Coding single-nucleotide polymorphisms associated with complex vs. Mendelian disease: evolutionary evidence for differences in molecular effects

Abstract

Most Mendelian diseases studied to date arise from mutations that lead to a single amino acid change in an encoded protein. An increasing number of complex diseases have also been associated with amino acid-changing single-nucleotide polymorphisms (coding SNPs, cSNPs), suggesting potential similarities between Mendelian and complex diseases at the molecular level. Here, we use two different evolutionary analyses to compare Mendelian and complex disease-associated cSNPs. In the first, we estimate the likelihood that a specific amino acid substitution in a protein will affect the protein's function, by using amino acid substitution scores derived from an alignment of related protein sequences and statistics from hidden Markov models. In the second, we use standard Ka/Ks ratios to make comparisons at the gene, rather than the individual amino acid, level. We find that Mendelian disease cSNPs have a very strong tendency to occur at highly conserved amino acid positions in proteins, suggesting that they generally have a severe impact on the function of the protein. Perhaps surprisingly, the distribution of amino acid substitution scores for complex disease cSNPs is dramatically different from the distribution for Mendelian disease cSNPs, and is indistinguishable from the distribution for "normal" human variation. Further, the distributions of Ka/Ks ratios for human and mouse orthologs indicate greater positive selection (or less negative selection) pressure on complex disease-associated genes, on average.

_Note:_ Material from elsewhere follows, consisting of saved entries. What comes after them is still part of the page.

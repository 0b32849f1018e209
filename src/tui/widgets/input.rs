//! Text input widget
//!
//! A text input field with cursor support

use ratatui::{
    buffer::Buffer,
    layout::Rect,
    style::{Color, Style},
    text::{Line, Span},
    widgets::Widget,
};

/// A simple text input widget
#[derive(Debug, Clone)]
pub struct TextInput {
    /// Current text content
    pub content: String,
    /// Cursor position
    pub cursor: usize,
    /// Whether the input is focused
    pub focused: bool,
    /// Placeholder text
    pub placeholder: String,
    /// Label
    pub label: String,
}

impl TextInput {
    /// Create a new text input
    pub fn new() -> Self {
        Self {
            content: String::new(),
            cursor: 0,
            focused: false,
            placeholder: String::new(),
            label: String::new(),
        }
    }

    /// Set the label
    pub fn label(mut self, label: impl Into<String>) -> Self {
        self.label = label.into();
        self
    }

    /// Set the placeholder
    pub fn placeholder(mut self, placeholder: impl Into<String>) -> Self {
        self.placeholder = placeholder.into();
        self
    }

    /// Set focused state
    pub fn focused(mut self, focused: bool) -> Self {
        self.focused = focused;
        self
    }

    /// Set content
    pub fn content(mut self, content: impl Into<String>) -> Self {
        self.content = content.into();
        self.cursor = self.content.len();
        self
    }

    /// Insert a character at the cursor
    pub fn insert(&mut self, c: char) {
        self.content.insert(self.cursor, c);
        self.cursor += 1;
    }

    /// Delete character before cursor
    pub fn backspace(&mut self) {
        if self.cursor > 0 {
            self.cursor -= 1;
            self.content.remove(self.cursor);
        }
    }

    /// Delete character at cursor
    pub fn delete(&mut self) {
        if self.cursor < self.content.len() {
            self.content.remove(self.cursor);
        }
    }

    /// Move cursor left
    pub fn move_left(&mut self) {
        if self.cursor > 0 {
            self.cursor -= 1;
        }
    }

    /// Move cursor right
    pub fn move_right(&mut self) {
        if self.cursor < self.content.len() {
            self.cursor += 1;
        }
    }

    /// Move cursor to start
    pub fn move_start(&mut self) {
        self.cursor = 0;
    }

    /// Move cursor to end
    pub fn move_end(&mut self) {
        self.cursor = self.content.len();
    }

    /// Clear the content
    pub fn clear(&mut self) {
        self.content.clear();
        self.cursor = 0;
    }

    /// Get the current content
    pub fn value(&self) -> &str {
        &self.content
    }
}

impl Default for TextInput {
    fn default() -> Self {
        Self::new()
    }
}

impl Widget for TextInput {
    fn render(self, area: Rect, buf: &mut Buffer) {
        // Calculate areas
        let label_width = if self.label.is_empty() {
            0
        } else {
            self.label.len() + 2
        };

        let input_start = area.x + label_width as u16;
        let _input_width = area.width.saturating_sub(label_width as u16);

        // Render label if present
        if !self.label.is_empty() {
            let label_line = Line::from(vec![
                Span::styled(&self.label, Style::default().fg(Color::Cyan)),
                Span::raw(": "),
            ]);
            buf.set_line(area.x, area.y, &label_line, label_width as u16);
        }

        // Determine display text
        let display_text = if self.content.is_empty() && !self.focused {
            self.placeholder.clone()
        } else {
            self.content.clone()
        };

        let text_style = if self.content.is_empty() && !self.focused {
            Style::default().fg(Color::Yellow)
        } else if self.focused {
            Style::default().fg(Color::White)
        } else {
            Style::default().fg(Color::Yellow)
        };

        // Render text
        buf.set_string(input_start, area.y, &display_text, text_style);

        // Render cursor if focused
        if self.focused {
            let cursor_x = input_start + self.cursor as u16;
            if cursor_x < area.x + area.width {
                let cursor_char = if self.cursor < self.content.len() {
                    self.content.chars().nth(self.cursor).unwrap_or('_')
                } else {
                    '_'
                };
                buf.set_string(
                    cursor_x,
                    area.y,
                    cursor_char.to_string(),
                    Style::default().fg(Color::Black).bg(Color::Cyan),
                );
            }
        }
    }
}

These findings suggest that caution should be exercised when using Mendelian disease as a model for complex disease, at least with respect to molecular effects on protein function.

Figures

Fig. 1.

Cumulative distributions of position-specific amino acid substitution scores for different sets of cSNPs. Distributions are shown for Mendelian disease (red), neutral variation (yellow), and “normal” human variation (green). The score distribution for complex diseases is in black squares. Shifts toward the left of the graph (smaller scores) indicate increasingly radical substitutions.

Fig. 2.

Cumulative random (neutral) distributions of subPSEC scores over the genes associated with Mendelian diseases vs. complex diseases are nearly identical. This is a control for the comparison shown in Fig. 1, demonstrating that there is no bias in these gene sets with respect to the subPSEC scores and that the differences between these sets in Fig. 1 are due to position-specific conservation.

Fig. 3.

Effect of unreliable complex disease associations. Even in our conservative set of complex disease-associated genes (see text), there may be some incorrect associations, which would affect the P value comparing subPSEC score distributions for Mendelian and complex disease-associated cSNPs. The effect of removing potentially unreliable data points in the two extreme cases is shown: removing the least deleterious cSNP (•), and removing the most deleterious cSNP (○). The dashed line shows P = 0.05.

Fig. 4.

Cumulative distributions of mouse–human ortholog Ka/Ks ratios for different sets of genes. Distributions are shown for genes having at least one Mendelian (red), or complex (black), disease-associated cSNP, compared with two background sets: all genes (green) with ortholog data in the HomoloGene database (16), and the subset of all genes having at least one cSNP in dbSNP (yellow).